Okay, too many of you are starting to do housework. Stop that! Immediately!
Read this instead:
The CommoDoor Plus was first installed on the Amsterdam-Newcastle ferry by the good Commodore Westmoreland himself in late 2014. He declared it a roaring success as they still haven’t been able to get into his Stateroom to survey the damage he left in his wake.
Okay, so we’ve got people lamenting the lack of fingerprint technology back in the day…
“When the kids were little (short but hungry), I installed a bolt lock at the top of the pantry door.
Excellent temporary measure but obsolete once they’d grown as tall or taller than the hand that (sparingly) fed them.”
Those who are concerned about the environment…
“#3 is a very good idea, though the stuff needs to be bio-degradable!”
and some who have discerned more housekeeping required (bah!)…
“but who will take on the task of throwing the stuff in the bin let alone taking down to the bin I bin thinking”
Rest assured, the folks at Bad Housekeeping are onto it and our R&D team have returned from holidays with their thinking caps on backwards, ready to go.
We also had some funny and lovely feedback from WA…

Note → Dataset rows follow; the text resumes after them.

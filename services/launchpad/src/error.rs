//! Control plane errors
//!
//! Every variant aborts the enclosing operation; the ledger world and the
//! registry are restored to their state before the call.

use ledger::LedgerError;
use launch_types::{Address, U256};
use thiserror::Error;

#[derive(Debug, Error, Clone, PartialEq, Eq)]
pub enum LaunchpadError {
    #[error("Opening reserve below the minimum of {0}")]
    InvalidMinReserve(U256),

    #[error("Attached value below the required commission of {0}")]
    InvalidComission(U256),

    #[error("Token symbol already registered")]
    TokenSymbolExist,

    #[error("Invalid address")]
    InvalidAddress,

    #[error("Deployed at {deployed:?}, predicted {predicted:?}")]
    DeployTokenError { predicted: Address, deployed: Address },

    #[error("Operation is paused")]
    EnforcedPause,

    #[error("Operation requires the paused state")]
    ExpectedPause,

    #[error("Account {0:?} is not the owner")]
    OwnableUnauthorizedAccount(Address),

    #[error("Control plane already initialized or not initialized")]
    InvalidInitialization,

    #[error("Ledger: {0}")]
    Ledger(#[from] LedgerError),
}

pub type LaunchpadResult<T> = Result<T, LaunchpadError>;
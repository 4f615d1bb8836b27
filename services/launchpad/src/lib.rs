//! # Launchpad
//!
//! Issuance-and-exchange control plane for bonding-curve assets running on the
//! in-process [`ledger`] runtime.
//!
//! ## Components
//!
//! - **CommissionSchedule**: ticker-length fee tiers, burned on creation
//! - **DeterministicFactory**: predicts, deploys and verifies instance addresses
//! - **Registry**: symbol-unique, append-only map of reserved-family instances
//! - **ConversionEngine**: atomic sell-then-buy between two assets
//! - **Governance**: owner gate, pause gate and self-upgrade slot
//!
//! ## Usage
//!
//! ```rust
//! use launchpad::Launchpad;
//! use launch_types::{units, Address, TokenMetadata};
//! use ledger::Ledger;
//!
//! let owner = Address::repeat_byte(0xa1);
//! let creator = Address::repeat_byte(0x01);
//! let mut lp = Launchpad::deploy(Ledger::new(1, 0), owner, Default::default()).unwrap();
//! lp.ledger_mut().mint_native(creator, units::whole(1_000));
//!
//! let meta = TokenMetadata {
//!     name: "Alpha".into(),
//!     symbol: "ALPHABET".into(),
//!     identity: "ipfs://alpha".into(),
//!     creator,
//!     ratio: 50,
//!     initial_mint: units::whole(1_000),
//!     min_total_supply: units::whole(1),
//!     max_total_supply: units::whole(1_000_000),
//! };
//! // 250 commission for an 8-character ticker, 50 opening reserve
//! let token = lp.create_token(creator, meta, units::whole(300)).unwrap();
//! assert_eq!(lp.tokens("ALPHABET").unwrap(), token);
//! assert!(lp.is_token_exists(token).unwrap());
//! ```

#[macro_use]
pub mod logging;

pub mod abi;
pub mod commission;
pub mod conversion;
pub mod error;
pub mod factory;
pub mod governance;
pub mod launchpad;
pub mod registry;
pub mod shared;
pub mod state;

pub use abi::GovernanceCall;
pub use commission::CommissionSchedule;
pub use conversion::{ConversionRequest, PermitSignature};
pub use error::{LaunchpadError, LaunchpadResult};
pub use factory::DeterministicFactory;
pub use governance::{OwnershipGate, PauseGate, UpgradeSlot};
pub use launchpad::{ControlPlaneBeacon, Launchpad};
pub use shared::SharedLaunchpad;
pub use state::{RegistryState, REGISTRY_SLOT};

“Anita, I don’t know if you are aware that where we live is Kojonup and near us is Wahkinup, Muradup, Porongorup, Nannup, Boyup, Manjimup, Jingalup, to name only a few of the 100s- there are jokes about Knockerrup, Wakeitup,Stuckup, Shutthefuckup, Fedup, Gearup and so on….. so your current BadHousekeeping by lines are extra funny.”
and a good suggestion…
“rose tinted goggles with a ‘selective vision’ option.”
In the meantime we’ll sustain you with this: Bad Housekeeping Hint 6 – my personal favourite
see how long various items are expected to take to degrade at the Marine Debris Timeline
If “those who must be obeyed” are not taking a liking to the notions expressed in Bad Housekeeping, then gird your loins and do the job properly (or standby for BH_10.)

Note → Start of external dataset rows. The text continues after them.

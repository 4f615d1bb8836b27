//! EIP-2612 delegated authorization
//!
//! The owner signs an EIP-712 digest off-ledger; anyone may then submit it to
//! set the owner's allowance for a spender. Each accepted permit consumes the
//! owner's current nonce.

use crate::error::{LedgerError, LedgerResult};
use ethabi::Token;
use ethereum_types::{Address, H256, U256};
use ethers_core::types::Signature;
use launch_types::keccak256;

/// Version string bound into every asset's domain separator
pub const DOMAIN_VERSION: &str = "1";

const DOMAIN_TYPE: &str =
    "EIP712Domain(string name,string version,uint256 chainId,address verifyingContract)";

const PERMIT_TYPE: &str =
    "Permit(address owner,address spender,uint256 value,uint256 nonce,uint256 deadline)";

/// A signed authorization as submitted on-ledger
#[derive(Debug, Clone, PartialEq, Eq)]
pub struct Permit {
    pub owner: Address,
    pub spender: Address,
    pub value: U256,
    pub deadline: U256,
    pub v: u8,
    pub r: H256,
    pub s: H256,
}

pub fn permit_typehash() -> H256 {
    keccak256(PERMIT_TYPE.as_bytes())
}

pub fn domain_separator(name: &str, chain_id: u64, verifying_contract: Address) -> H256 {
    keccak256(ethabi::encode(&[
        Token::FixedBytes(keccak256(DOMAIN_TYPE.as_bytes()).as_bytes().to_vec()),
        Token::FixedBytes(keccak256(name.as_bytes()).as_bytes().to_vec()),
        Token::FixedBytes(keccak256(DOMAIN_VERSION.as_bytes()).as_bytes().to_vec()),
        Token::Uint(U256::from(chain_id)),
        Token::Address(verifying_contract),
    ]))
}

/// Digest the owner signs: `keccak256(0x1901 ‖ domain ‖ structHash)`
pub fn permit_digest(
    domain: H256,
    owner: Address,
    spender: Address,
    value: U256,
    nonce: U256,
    deadline: U256,
) -> H256 {
    let struct_hash = keccak256(ethabi::encode(&[
        Token::FixedBytes(permit_typehash().as_bytes().to_vec()),
        Token::Address(owner),
        Token::Address(spender),
        Token::Uint(value),
        Token::Uint(nonce),
        Token::Uint(deadline),
    ]));

    let mut preimage = Vec::with_capacity(2 + 32 + 32);
    preimage.extend_from_slice(&[0x19, 0x01]);
    preimage.extend_from_slice(domain.as_bytes());
    preimage.extend_from_slice(struct_hash.as_bytes());
    keccak256(preimage)
}

/// Recover the signer of `digest`
pub fn recover(digest: H256, v: u8, r: H256, s: H256) -> LedgerResult<Address> {
    let signature = Signature {
        r: U256::from_big_endian(r.as_bytes()),
        s: U256::from_big_endian(s.as_bytes()),
        v: u64::from(v),
    };
    signature
        .recover(digest)
        .map_err(|e| LedgerError::InvalidSignature(e.to_string()))
}
//! Error types for native-unit conversion and metadata validation
//!
//! Conversion errors cover the boundary between on-ledger integer amounts and
//! `Decimal` pricing math; validation errors cover value objects that are
//! checked before they reach a deployment.

use thiserror::Error;

/// Errors that can occur while validating asset parameters
#[derive(Debug, Error, Clone, PartialEq, Eq)]
pub enum ValidationError {
    /// Ticker symbol is empty
    #[error("symbol cannot be empty")]
    EmptySymbol,

    /// Display name is empty
    #[error("name cannot be empty")]
    EmptyName,

    /// Reserve ratio outside of the 0..=100 range
    #[error("ratio {ratio} is outside the allowed range [0, {max}]")]
    RatioOutOfRange { ratio: u8, max: u8 },

    /// Supply bounds are inconsistent with the initial mint
    #[error("supply bounds violated: min {min}, initial {initial}, max {max}")]
    SupplyBounds {
        min: String,
        initial: String,
        max: String,
    },

    /// A reserved asset must start with a non-empty supply
    #[error("initial mint must be non-zero")]
    ZeroInitialMint,

    /// Supply ceiling beyond what pricing math can represent
    #[error("max total supply {max} exceeds the priceable limit {limit}")]
    SupplyUnpriceable { max: String, limit: String },

    /// Initial mint exceeds a non-zero cap
    #[error("initial mint {initial} exceeds cap {cap}")]
    CapExceeded { initial: String, cap: String },
}

/// Errors that can occur converting between native integers and decimals
#[derive(Debug, Error, Clone, PartialEq, Eq)]
pub enum UnitsError {
    /// Value does not fit into the decimal mantissa
    #[error("Overflow: {value} cannot be represented as a decimal")]
    Overflow { value: String },

    /// Negative decimals have no native representation
    #[error("Negative amount {value} has no native representation")]
    Negative { value: String },

    /// Invalid decimal string format
    #[error("Invalid amount string: '{input}' - expected numeric format")]
    InvalidAmount { input: String },
}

If you’ve hated this series, there are only a couple to go so gird your loins and hover over Delete for a little longer.
You remember there were concerns & guilt about disposable everything? The R&D team, thinking caps on backwards, hope folks use biodegradable material, but there’s always the legendary goat as a last resort…

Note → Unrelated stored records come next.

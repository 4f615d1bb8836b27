//! Deterministic factory
//!
//! Predicts the address an instance will receive before it exists, deploys
//! it through the ledger and refuses any deployment that lands elsewhere.

use crate::error::{LaunchpadError, LaunchpadResult};
use launch_types::{Address, H256, U256};
use ledger::{create2, Ledger};
use tracing::debug;

#[derive(Debug, Clone)]
pub struct DeterministicFactory {
    deployer: Address,
    creation_code: Vec<u8>,
}

impl DeterministicFactory {
    /// Factory deploying from `deployer` with the canonical proxy template
    pub fn new(deployer: Address) -> Self {
        Self::with_creation_code(deployer, create2::BEACON_PROXY_CREATION_CODE.to_vec())
    }

    pub fn with_creation_code(deployer: Address, creation_code: Vec<u8>) -> Self {
        Self {
            deployer,
            creation_code,
        }
    }

    pub fn deployer(&self) -> Address {
        self.deployer
    }

    /// Address of the proxy for `family_pointer`, `salt` and `init_data`
    pub fn predict(&self, family_pointer: Address, salt: H256, init_data: &[u8]) -> Address {
        let init_code = create2::init_code(&self.creation_code, family_pointer, init_data);
        create2::create2_address(self.deployer, salt, &init_code)
    }

    /// Deploy and check the result against the prediction
    pub fn deploy_and_verify(
        &self,
        ledger: &mut Ledger,
        family_pointer: Address,
        salt: H256,
        init_data: &[u8],
        value: U256,
    ) -> LaunchpadResult<Address> {
        let predicted = self.predict(family_pointer, salt, init_data);
        let deployed = ledger.create2(self.deployer, salt, family_pointer, init_data, value)?;
        if deployed != predicted {
            return Err(LaunchpadError::DeployTokenError {
                predicted,
                deployed,
            });
        }
        debug!("Deployment verified at {:?}", deployed);
        Ok(deployed)
    }
}
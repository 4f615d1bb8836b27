//! # Launchpad Curve Library - Continuous Bonding-Curve Pricing
//!
//! ## Purpose
//!
//! Pure pricing functions for reserve-backed assets. Given an asset's supply,
//! its native reserve and its reserve ratio, the Bancor formula maps an input
//! amount to the output the curve will pay (or the input it will require).
//! Used by the asset instances to settle buys and sells, by the control plane
//! to quote the sell leg of a conversion, and by clients for off-chain quotes.
//!
//! ## Integration Points
//!
//! - **Input Sources**: asset supply and reserve read from the ledger, trade
//!   amounts from callers
//! - **Output Destinations**: reserved-family asset logic, conversion engine,
//!   pricing queries exposed by the control plane
//! - **Precision**: exact `Decimal` arithmetic in whole units; native amounts are
//!   converted at the boundary with outputs rounded down and inputs rounded up
//! - **Validation**: ratio bounds, empty curves and over-sized sells are typed
//!   errors, never panics
//!
//! ## Architecture Role
//!
//! ```text
//! supply / reserve / ratio ──► [PricingOracle] ──► buy/sell output or input
//!                                     │
//!                      BancorMath (Decimal, whole units)
//! ```
//!
//! The four operations are mutually near-inverse: buying with `x` reserve and
//! immediately selling the tokens received returns at most `x`.

pub mod bancor_math;
pub mod oracle;

pub use bancor_math::{BancorMath, CurveError, CurveState};
pub use oracle::{BancorCurve, PricingOracle};

/// Common types for curve calculations
pub use rust_decimal::Decimal;
pub use rust_decimal_macros::dec;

… yes, I know they don’t actually eat everything http://modernfarmer.com/2013/09/goats-eat-tin-cans/
and I looked up what rabbits can’t eat and it was all floral so there!… yes, I KNOW they can’t eat plastic. Sheesh.
It is worth noting that bunnies like to chew http://rabbit.org/faq-chewing/ so they in turn will break down our waste even if they don’t consume it. If you are the neighbour on the receiving end, you may like to read the section in the article (link provided above) titled “Can I discipline my rabbit not to chew?” however, you will then be left with a yard full of disposables. You may like to post your own article “Can I discipline my neighbour not to throw?”
Lord Hoot, so named by his good lady wife who no doubt had a few other unprintable names she could have called him, had suggested a moniker for himself which was voted down due to its propensity to take my usual guttersnipe tone downwards to the sewer. Had we used his own suggestion, Lord Graham of the Stool, he would be an underlord in a watery world. We have saved you from yourself, Graham.
Meanwhile I am flushed with gratitude to Graham for the idea of nuking it & Trish for naming Graham. G&T, our next coffee is on me – probably all down the front of me.
Concerning the Hoot’s Domestic ad that I tore from the Manly Daily this morning, it’s a tricky thing to research kilograms of bangy stuff online in this day and age so I made it up and you’ll have to suspend disbelief.